## Problem statement
Extract exactly the range of lines bounded by the line containing "limit, from, to" and the final line of the listing, both ends included, and no other lines.

## Data records

****

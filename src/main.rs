mod aggregator;
mod collector;
mod config;
mod db;
mod error;
mod guard;
mod pairs;
mod premium;
mod quote;
mod scheduler;
mod session;
mod types;

use std::sync::Arc;

use chrono::{NaiveDate, Utc};
use clap::{Parser, Subcommand};
use rust_decimal::Decimal;
use thiserror::Error;
use tracing::{error, info, warn};
use tracing_subscriber::EnvFilter;

use crate::aggregator::{AggregateError, DailyAggregator};
use crate::collector::{CollectionError, CollectionPipeline};
use crate::config::Config;
use crate::db::{PremiumStore, SqliteStore};
use crate::error::AppError;
use crate::quote::parser::QUOTE_SCHEMA_VERSION;
use crate::quote::QuoteFetcher;
use crate::scheduler::Scheduler;
use crate::session::SessionEvaluator;
use crate::types::{FxRateSample, FxSource};

#[derive(Parser)]
#[command(name = "ah-premium")]
#[command(about = "A/H share premium collector", long_about = None)]
struct Cli {
    #[command(subcommand)]
    command: Option<Commands>,
}

#[derive(Subcommand)]
enum Commands {
    /// Run the scheduler: collect during sessions, aggregate after close (default)
    Run,
    /// Collect once now, ignoring the session gate
    Collect {
        /// Only this A-share code
        #[arg(long)]
        stock: Option<String>,
    },
    /// Compute daily stats
    Aggregate {
        /// Trade date, YYYY-MM-DD (defaults to today, exchange-local)
        #[arg(long)]
        date: Option<NaiveDate>,
        /// Only this A-share code
        #[arg(long)]
        stock: Option<String>,
    },
    /// Record a manual FX rate for the configured pair
    SetRate {
        rate: Decimal,
    },
    /// Register the A/H seed pairs (existing codes are left untouched)
    SeedPairs,
    /// Print daily stats as JSON: one stock's recent days, or every stock
    /// over a date range
    Stats {
        #[arg(long, required_unless_present_any = ["from", "to"])]
        stock: Option<String>,
        #[arg(long, default_value_t = 30)]
        limit: u32,
        /// First trade date of the range, YYYY-MM-DD
        #[arg(long)]
        from: Option<NaiveDate>,
        /// Last trade date of the range (defaults to today)
        #[arg(long)]
        to: Option<NaiveDate>,
    },
    /// Compute a premium from given prices (0 for non-positive input)
    Premium {
        #[arg(long)]
        a: Decimal,
        #[arg(long)]
        h: Decimal,
        #[arg(long)]
        fx: Decimal,
    },
}

#[derive(Debug, Error)]
enum CliError {
    #[error(transparent)]
    App(#[from] AppError),

    #[error(transparent)]
    Collection(#[from] CollectionError),

    #[error(transparent)]
    Aggregate(#[from] AggregateError),
}

#[tokio::main]
async fn main() {
    let cli = Cli::parse();

    let cfg = match Config::from_env() {
        Ok(c) => c,
        Err(e) => {
            eprintln!("Config error: {e}");
            std::process::exit(1);
        }
    };

    tracing_subscriber::fmt()
        .with_env_filter(EnvFilter::new(&cfg.log_level))
        .init();

    if let Err(e) = run(cli.command.unwrap_or(Commands::Run), cfg).await {
        error!("Fatal error: {e}");
        std::process::exit(1);
    }
}

async fn run(command: Commands, cfg: Config) -> Result<(), CliError> {
    // --- Database setup ---
    let store = SqliteStore::open(&cfg.db_path).await?;
    let sessions = SessionEvaluator::new(cfg.market_tz);

    match command {
        Commands::Run => {
            let scheduler = Scheduler::new(pipeline(&cfg, &store)?, aggregator(&store), &cfg);
            tokio::spawn(async move { scheduler.run().await });
            info!(
                "Collector running (fx_pair={}, tz={}, quote schema v{})",
                cfg.fx_pair, cfg.market_tz, QUOTE_SCHEMA_VERSION
            );

            tokio::signal::ctrl_c().await.map_err(AppError::from)?;
            info!("Shutting down");
        }
        Commands::Collect { stock } => {
            let report = pipeline(&cfg, &store)?
                .run_collection(Utc::now(), stock.as_deref())
                .await?;
            for s in &report.skipped {
                warn!("{} skipped: {}", s.a_code, s.reason);
            }
            info!(
                "Collected {}/{} pairs ({} failed) at fx {} ({})",
                report.succeeded,
                report.attempted,
                report.failed(),
                report.fx_rate,
                report.fx_source
            );
        }
        Commands::Aggregate { date, stock } => {
            let date = date.unwrap_or_else(|| sessions.local(Utc::now()).date());
            let agg = aggregator(&store);
            agg.aggregate_all(date, stock.as_deref()).await?;
        }
        Commands::SetRate { rate } => {
            let tick = sessions.tick(Utc::now());
            let sample = FxRateSample::new(&cfg.fx_pair, rate, &tick, FxSource::Manual)?;
            store.insert_fx_sample(&sample).await?;
            info!("Manual {} rate set to {}", sample.currency_pair, sample.rate);
        }
        Commands::SeedPairs => {
            let seed = pairs::load_seed(&cfg)?;
            let added = store.seed_pairs(&seed).await?;
            info!("Seeded {added} new pairs ({} in table)", seed.len());
        }
        Commands::Stats { stock, limit, from, to } => {
            let stats = match (stock, from, to) {
                (Some(stock), None, None) => store.recent_daily_stats(&stock, limit).await?,
                (stock, from, to) => {
                    let to = to.unwrap_or_else(|| sessions.local(Utc::now()).date());
                    let mut stats = store.daily_stats_between(from.unwrap_or(to), to).await?;
                    if let Some(code) = stock {
                        stats.retain(|s| s.stock_code == code);
                    }
                    stats
                }
            };
            let json = serde_json::to_string_pretty(&stats).map_err(AppError::from)?;
            println!("{json}");
        }
        Commands::Premium { a, h, fx } => {
            println!("{}", premium::premium_rate(a, h, fx));
        }
    }

    Ok(())
}

fn pipeline(cfg: &Config, store: &SqliteStore) -> Result<Arc<CollectionPipeline>, AppError> {
    let fetcher = QuoteFetcher::new(cfg)?;
    Ok(Arc::new(CollectionPipeline::new(
        Arc::new(fetcher),
        Arc::new(store.clone()),
        Arc::new(store.clone()),
        SessionEvaluator::new(cfg.market_tz),
        cfg.fx_pair.clone(),
        cfg.collect_concurrency,
    )))
}

fn aggregator(store: &SqliteStore) -> DailyAggregator {
    DailyAggregator::new(Arc::new(store.clone()), Arc::new(store.clone()))
}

****

## Solution for this problem
        Commands::Stats { stock, limit, from, to } => {
            let stats = match (stock, from, to) {
                (Some(stock), None, None) => store.recent_daily_stats(&stock, limit).await?,
                (stock, from, to) => {
                    let to = to.unwrap_or_else(|| sessions.local(Utc::now()).date());
                    let mut stats = store.daily_stats_between(from.unwrap_or(to), to).await?;
                    if let Some(code) = stock {
                        stats.retain(|s| s.stock_code == code);
                    }
                    stats
                }
            };
            let json = serde_json::to_string_pretty(&stats).map_err(AppError::from)?;
            println!("{json}");
        }
        Commands::Premium { a, h, fx } => {
            println!("{}", premium::premium_rate(a, h, fx));
        }
    }

    Ok(())
}

fn pipeline(cfg: &Config, store: &SqliteStore) -> Result<Arc<CollectionPipeline>, AppError> {
    let fetcher = QuoteFetcher::new(cfg)?;
    Ok(Arc::new(CollectionPipeline::new(
        Arc::new(fetcher),
        Arc::new(store.clone()),
        Arc::new(store.clone()),
        SessionEvaluator::new(cfg.market_tz),
        cfg.fx_pair.clone(),
        cfg.collect_concurrency,
    )))
}

fn aggregator(store: &SqliteStore) -> DailyAggregator {
    DailyAggregator::new(Arc::new(store.clone()), Arc::new(store.clone()))
}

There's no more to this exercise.